I would agree with the cardiologist. In my own experience, I was showing Left Ventricular Diastolic Dysfuntion. That's where the left ventricle fails to create a suction when it relaxes. This would in-turn increase left side filling pressure; and possibly increase right side pressure in the pulmonary circuit. Since being on CPAP, I no longer see such findings. My studies have been Left Ventricular Diastolic Function: Normal.

[Haynbo]

Thanks for your reply- were the initial findings before you began treatment and, if so, how long after did you receive the good news of normal? Thanks again!

[justMongo]

Yes, before treatment. I'd have to look though my scanned in reports to see when my tests went back to normal status -- definitely after CPAP started; but, I do not recall how long after.

[trish6hundred]

Hi Haynbo,
It’s great to hear that you are doing so well with your CPAP therapy and that you’re tests for pulmonary hypertension are normal.
Keep up the good work and sleep well.
WELL DONE.!

[Suzi]

Hi Haynbo.   I know this is an old post and it looks like you haven't been on here for awhile.    Maybe you'll get this anyway. 

Your pulmonary hypertension story sounds  very much like mine.  With me it was the PH dx that eventually led to the sleep apnea dx. 

My GP sent me for an echo for heart palps and they found mild PH.  Then I did an night oxygen test and it showed hypoxia so they started me on oxygen.     Well , you know googling PH is enough to give a  person a heart attack!   But the pulmonoloigist  said that's the one disease you don't want to google  on your own  without talking to your doctor.   :0

 Like you, they had to get to the bottom of it since PH can have so many causes.   So I went to a cardiologist,  rheumatologist, and finally the pulmonologist.     The pulmonologist guessed I probably had SA, which proved true.     The cardiologist explained  in laymen's language that with hypoxia your body goes looking for oxygen and tries find it anywhere it can.  In this case it was the pulmonary arteries.   Thus the   PH.   

I just got my equipment this week so I don't know how things will go yet,  but we're hoping the PH  and other problems will be gone by the time  I do the next echo.   
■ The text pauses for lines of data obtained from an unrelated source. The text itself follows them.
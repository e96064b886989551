pub mod llm;
pub mod runtime;
pub mod tools;

pub use llm::{
    ChatCompletion, ChatMessage, ChatRequest, ChatRole, HttpLlmClient, LlmClient, ProviderError,
    ScriptedLlmClient, ToolInvocation, ToolSpec,
};
pub use runtime::{AgentError, AgentInvocation, AgentReply, AgentRuntime, ToolTraceEntry};
pub use tools::{AgentPersona, ToolCall, ToolError, ToolExecutor};
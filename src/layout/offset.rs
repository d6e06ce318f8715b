use crate::error::ConfigError;
use crate::ir::BandEdges;

use super::{
    Anchor, HAlign, LabelLayout, LabelRole, Layout, LayoutContext, Rect, VAlign, empty_layout,
    push_bars,
};

/// Space between the name label and the offset label below it, as a
/// fraction of the name label's height.
const OFFSET_LABEL_SPACING: f32 = 0.25;

/// Bars are placed by their offsets relative to the first compound; valence
/// bars drop to `emin`, conduction bars rise to `emax`.
pub(super) fn compute_offset_layout(ctx: &LayoutContext<'_>) -> Result<Layout, ConfigError> {
    let settings = ctx.settings;
    let compounds = ctx.dataset.compounds();
    let edges: Vec<(f32, f32, f32)> = compounds
        .iter()
        .filter_map(|c| match c.edges {
            BandEdges::Offset { vbo, band_gap, cbo } => Some((vbo, band_gap, cbo)),
            BandEdges::Vacuum { .. } => None,
        })
        .collect();
    let min_vbo = edges.iter().map(|e| e.0).fold(f32::INFINITY, f32::min);
    let max_cb = edges
        .iter()
        .map(|e| e.0 + e.1)
        .fold(f32::NEG_INFINITY, f32::max);
    let emin = settings.emin.unwrap_or(min_vbo - 2.0);
    let emax = settings.emax.unwrap_or(max_cb + 2.0);
    if !(emin < emax) {
        return Err(ConfigError::InvalidRange { emin, emax });
    }
    let pad = -(emax - emin) / 20.0;
    let bw = settings.bar_width;
    let mut layout = empty_layout(ctx, (emin, emax));
    let y_scale = ctx.frame.y_scale(layout.y_range);

    let mut previous: Option<(f32, f32)> = None;
    for (idx, compound) in compounds.iter().enumerate() {
        let BandEdges::Offset { vbo, band_gap, cbo } = compound.edges else {
            continue;
        };
        let cb = vbo + band_gap;
        let x = ctx.bar_x(idx);
        push_bars(
            &mut layout,
            ctx,
            idx,
            compound,
            Rect::from_corners(x, emin, x + bw, vbo),
            Rect::from_corners(x, cb, x + bw, emax),
            Rect::from_corners(x, emin, x + bw, emax),
        );

        layout.arrows.push(ctx.arrow(
            idx,
            x + bw / 6.0,
            (vbo - pad / 3.0, cb + pad / 3.0),
            true,
            true,
        ));
        layout.labels.push(ctx.label(
            LabelRole::BandGap,
            Some(idx),
            format!("{band_gap:.2} eV"),
            (x + bw / 4.0, vbo + band_gap / 2.0),
            Anchor::new(HAlign::Left, VAlign::Center),
            ctx.theme.text_color,
        ));

        // Measure pass: the name's extent decides where the VBO label goes.
        let name = ctx.label(
            LabelRole::Name,
            Some(idx),
            compound.name.clone(),
            (x + bw / 2.0, vbo + pad / 2.0),
            Anchor::new(HAlign::Center, VAlign::Top),
            ctx.name_colour,
        );
        let below_name = label_below(&name, y_scale);
        layout.labels.push(name);

        if let Some((prev_vbo, prev_cbo)) = previous {
            if !settings.hide_vbo {
                layout.labels.push(ctx.label(
                    LabelRole::ValenceOffset,
                    Some(idx),
                    format_offset(vbo - prev_vbo),
                    (x + bw / 2.0, below_name),
                    Anchor::new(HAlign::Center, VAlign::Top),
                    ctx.name_colour,
                ));
            }
            if !settings.hide_cbo {
                layout.labels.push(ctx.label(
                    LabelRole::ConductionOffset,
                    Some(idx),
                    format_offset(cbo - prev_cbo),
                    (x + bw / 2.0, cb - pad / 4.0),
                    Anchor::new(HAlign::Center, VAlign::Bottom),
                    ctx.name_colour,
                ));
            }
        }
        previous = Some((vbo, cbo));
    }

    Ok(layout)
}

/// Top of a label placed directly under a top-anchored `label`, in data
/// units.
fn label_below(label: &LabelLayout, y_scale: f32) -> f32 {
    let height = label.extent.height / y_scale;
    label.y - height - OFFSET_LABEL_SPACING * height
}

/// Signed offset with two decimals, e.g. `+1.50 eV`.
pub fn format_offset(value: f32) -> String {
    // avoid printing -0.00 for offsets that round to zero
    let value = if (value * 100.0).round() == 0.0 {
        0.0
    } else {
        value
    };
    format!("{value:+.2} eV")
}
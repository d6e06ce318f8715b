use std::path::{Path, PathBuf};

use bandalign::gradient::GradientSet;
use bandalign::ir::BandKind;
use bandalign::layout::LabelRole;
use bandalign::{AlignmentMode, Dataset, Figure, Theme, build_figure, load_config};

fn fixture_path(rel: &str) -> PathBuf {
    Path::new(env!("CARGO_MANIFEST_DIR"))
        .join("tests")
        .join("fixtures")
        .join(rel)
}

fn assert_valid_svg(svg: &str, fixture: &str) {
    assert!(svg.contains("<svg"), "{fixture}: missing <svg tag");
    assert!(svg.contains("</svg>"), "{fixture}: missing </svg tag");
}

fn render_fixture(rel: &str) -> (Dataset, Figure) {
    let config = load_config(&fixture_path(rel)).expect("fixture load failed");
    let gradients = GradientSet::from_specs(&config.gradients).expect("bad gradients");
    let dataset = Dataset::from_records(&config.compounds, &gradients).expect("bad compounds");
    let figure = build_figure(&dataset, &config.settings, &Theme::publication())
        .expect("figure build failed");
    (dataset, figure)
}

#[test]
fn render_all_fixtures() {
    // Keep this list explicit so new fixtures must be added intentionally.
    let fixtures = [
        "vacuum.yaml",
        "offset.yaml",
        "offset.json",
        "gradients.yaml",
        "fade.yaml",
    ];
    for rel in fixtures {
        assert!(fixture_path(rel).exists(), "fixture missing: {rel}");
        let (dataset, figure) = render_fixture(rel);
        assert_valid_svg(&figure.svg, rel);
        assert!(figure.width > 0.0 && figure.height > 0.0, "{rel}: empty page");
        assert_eq!(figure.layout.bars.len(), dataset.len() * 2, "{rel}");
    }
}

#[test]
fn vacuum_fixture_labels_ip_and_ea() {
    let (dataset, figure) = render_fixture("vacuum.yaml");
    assert_eq!(dataset.mode(), AlignmentMode::VacuumReferenced);
    let layout = &figure.layout;
    assert_eq!(
        layout.labels_with_role(LabelRole::IonisationPotential).count(),
        3
    );
    assert_eq!(layout.labels_with_role(LabelRole::ElectronAffinity).count(), 3);
    assert!(figure.svg.contains("Energy (eV)"));
    assert!(figure.svg.contains("Vacuum Level"));
}

#[test]
fn json_offset_fixture_derives_vbo_and_hides_cbo() {
    let (dataset, figure) = render_fixture("offset.json");
    assert_eq!(dataset.mode(), AlignmentMode::OffsetReferenced);
    let layout = &figure.layout;
    assert_eq!(layout.y_range, (-3.0, 5.0));
    assert_eq!(layout.labels_with_role(LabelRole::ConductionOffset).count(), 0);
    // vbo = bg0 - bg + cbo = 2.0 - 1.0 + 2.5
    let vb = layout.bar(1, BandKind::Valence).expect("valence bar");
    assert!((vb.rect.y1 - 3.5).abs() < 1e-4);
    assert_eq!(layout.overlays.len(), 1);
}

#[test]
fn gradient_fixture_emits_ramps() {
    let (_, figure) = render_fixture("gradients.yaml");
    assert!(figure.svg.contains("<linearGradient"));
    assert!(figure.svg.contains("Cu"));
}

#[test]
fn fade_fixture_uses_flat_colours_and_redox_lines() {
    let (_, figure) = render_fixture("fade.yaml");
    assert!(!figure.svg.contains("<linearGradient"));
    assert_eq!(figure.layout.hlines.len(), 2);
    assert_eq!(
        figure.layout.labels_with_role(LabelRole::Reference).count(),
        2
    );
}
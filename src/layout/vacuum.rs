use crate::error::ConfigError;
use crate::ir::BandEdges;

use super::{
    Anchor, HAlign, HLineLayout, LabelRole, Layout, LayoutContext, Rect, VAlign, empty_layout,
    push_bars,
};

/// Water reduction and oxidation potentials against vacuum, in eV.
pub const PHOTOCAT_LEVELS: [(f32, &str); 2] =
    [(-4.44, "[H$^+$/H$_2$]"), (-5.67, "[H$_2$O/O$_2$]")];

/// Gap between the plot's right edge and the redox labels, in bar units.
const REFERENCE_LABEL_OFFSET: f32 = 0.1;

/// Bars hang from the vacuum level at 0 eV down to `emin`.
pub(super) fn compute_vacuum_layout(ctx: &LayoutContext<'_>) -> Result<Layout, ConfigError> {
    let settings = ctx.settings;
    let compounds = ctx.dataset.compounds();
    let max_ip = compounds
        .iter()
        .filter_map(|c| match c.edges {
            BandEdges::Vacuum { ip, .. } => Some(ip),
            BandEdges::Offset { .. } => None,
        })
        .fold(f32::NEG_INFINITY, f32::max);
    let emin = settings.emin.unwrap_or(-max_ip - 2.0);
    if !(emin < 0.0) {
        return Err(ConfigError::InvalidRange { emin, emax: 0.0 });
    }
    if settings.emax.is_some() {
        log::debug!("emax is ignored for vacuum-referenced diagrams");
    }
    let pad = 2.0 / emin;
    let bw = settings.bar_width;
    let mut layout = empty_layout(ctx, (emin, 0.0));

    for (idx, compound) in compounds.iter().enumerate() {
        let BandEdges::Vacuum { ip, ea } = compound.edges else {
            continue;
        };
        let x = ctx.bar_x(idx);
        push_bars(
            &mut layout,
            ctx,
            idx,
            compound,
            Rect::from_corners(x, emin, x + bw, -ip),
            Rect::from_corners(x, -ea, x + bw, 0.0),
            Rect::from_corners(x, emin, x + bw, 0.0),
        );

        let arrow_x = x + bw / 6.0;
        let label_x = x + bw / 4.0;
        let text_color = ctx.theme.text_color;
        if settings.show_ea {
            layout
                .arrows
                .push(ctx.arrow(idx, arrow_x, (-ea - pad / 3.0, pad / 3.0), true, true));
            layout.arrows.push(ctx.arrow(
                idx,
                arrow_x,
                (-ip - pad / 3.0, -ea + pad / 3.0),
                true,
                false,
            ));
            layout.labels.push(ctx.label(
                LabelRole::IonisationPotential,
                Some(idx),
                format!("{ip:.1} eV"),
                (label_x, -ip - pad / 2.0),
                Anchor::new(HAlign::Left, VAlign::Bottom),
                text_color,
            ));
            layout.labels.push(ctx.label(
                LabelRole::ElectronAffinity,
                Some(idx),
                format!("{ea:.1} eV"),
                (label_x, 2.0 * pad),
                Anchor::new(HAlign::Left, VAlign::Top),
                text_color,
            ));
        } else {
            layout
                .arrows
                .push(ctx.arrow(idx, arrow_x, (-ip - pad / 3.0, pad / 3.0), true, true));
            layout.labels.push(ctx.label(
                LabelRole::IonisationPotential,
                Some(idx),
                format!("{ip:.1} eV"),
                (label_x, 2.0 * pad),
                Anchor::new(HAlign::Left, VAlign::Top),
                text_color,
            ));
        }

        layout.labels.push(ctx.label(
            LabelRole::Name,
            Some(idx),
            compound.name.clone(),
            (x + bw / 2.0, -ip + pad),
            Anchor::new(HAlign::Center, VAlign::Top),
            ctx.name_colour,
        ));
    }

    if settings.photocat_hlines {
        let end = ctx.x_range.1;
        for (level, text) in PHOTOCAT_LEVELS {
            layout.hlines.push(HLineLayout {
                y: level,
                x0: 0.0,
                x1: end,
                color: ctx.theme.reference_line_color,
                width: ctx.theme.line_width,
                dotted: true,
                z: 0,
            });
            layout.labels.push(ctx.label(
                LabelRole::Reference,
                None,
                text.to_string(),
                (end + REFERENCE_LABEL_OFFSET, level),
                Anchor::new(HAlign::Left, VAlign::Center),
                ctx.theme.text_color,
            ));
        }
    }

    Ok(layout)
}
Hope you're still doing well.  

Cheers.

[cate1898]

Hoping for the best for you both Haynbo and Suzi! And Suzi welcome to the forum!

[Haynbo]

Thanks so much for the reply- I have been on and monitoring but just have not been posting. Your reply however has brought up a question relative to Pulmonary Hypertension and it’s treatment-  I know that an AHI of under 5 is technically considered  “treated”, however, is an average AHI of, let’s say, .75 considered 5 times better than 4.50. The reason for the question is that for the past 3- 4 weeks, I have been using several different full face masks - none of which has worked as well as the nasal masks. The reason that I have been trying to get away from the nasal masks is that I am a mouth breather and must tape my mouth each night in order to get the much better result. For anyone that must do the same, it can become a real pain! Because of the PH, I have become neurotic about getting my AHI as low as possible. The much worse performance of the FFM has me quite upset. I guess my bottom line question would be, is my logic correct?-am I not being “treated” even though I am still under the 5 number that is used as a guideline?- is a lower number better than a higher number as long as it is below 5?

By the way, I have also had a significant increase in PB numbers while on the FFM- any correlation?


Thanks very much!

[Sleeprider]

Haynbo, I think AHI is simply a metric that shows the relative efficacy of your treatment in preventing apnea and hypopnea. Your blood oxygenation is going to be the real target to improve PH, and many members use a recording oximeter to evaluate SpO2 and its relationship to AHI. All the AHI shows is that with less than 5-events per hour, you are considered treated for sleep apnea. There are many other factors that could affect your sleep quality and blood oxygen levels.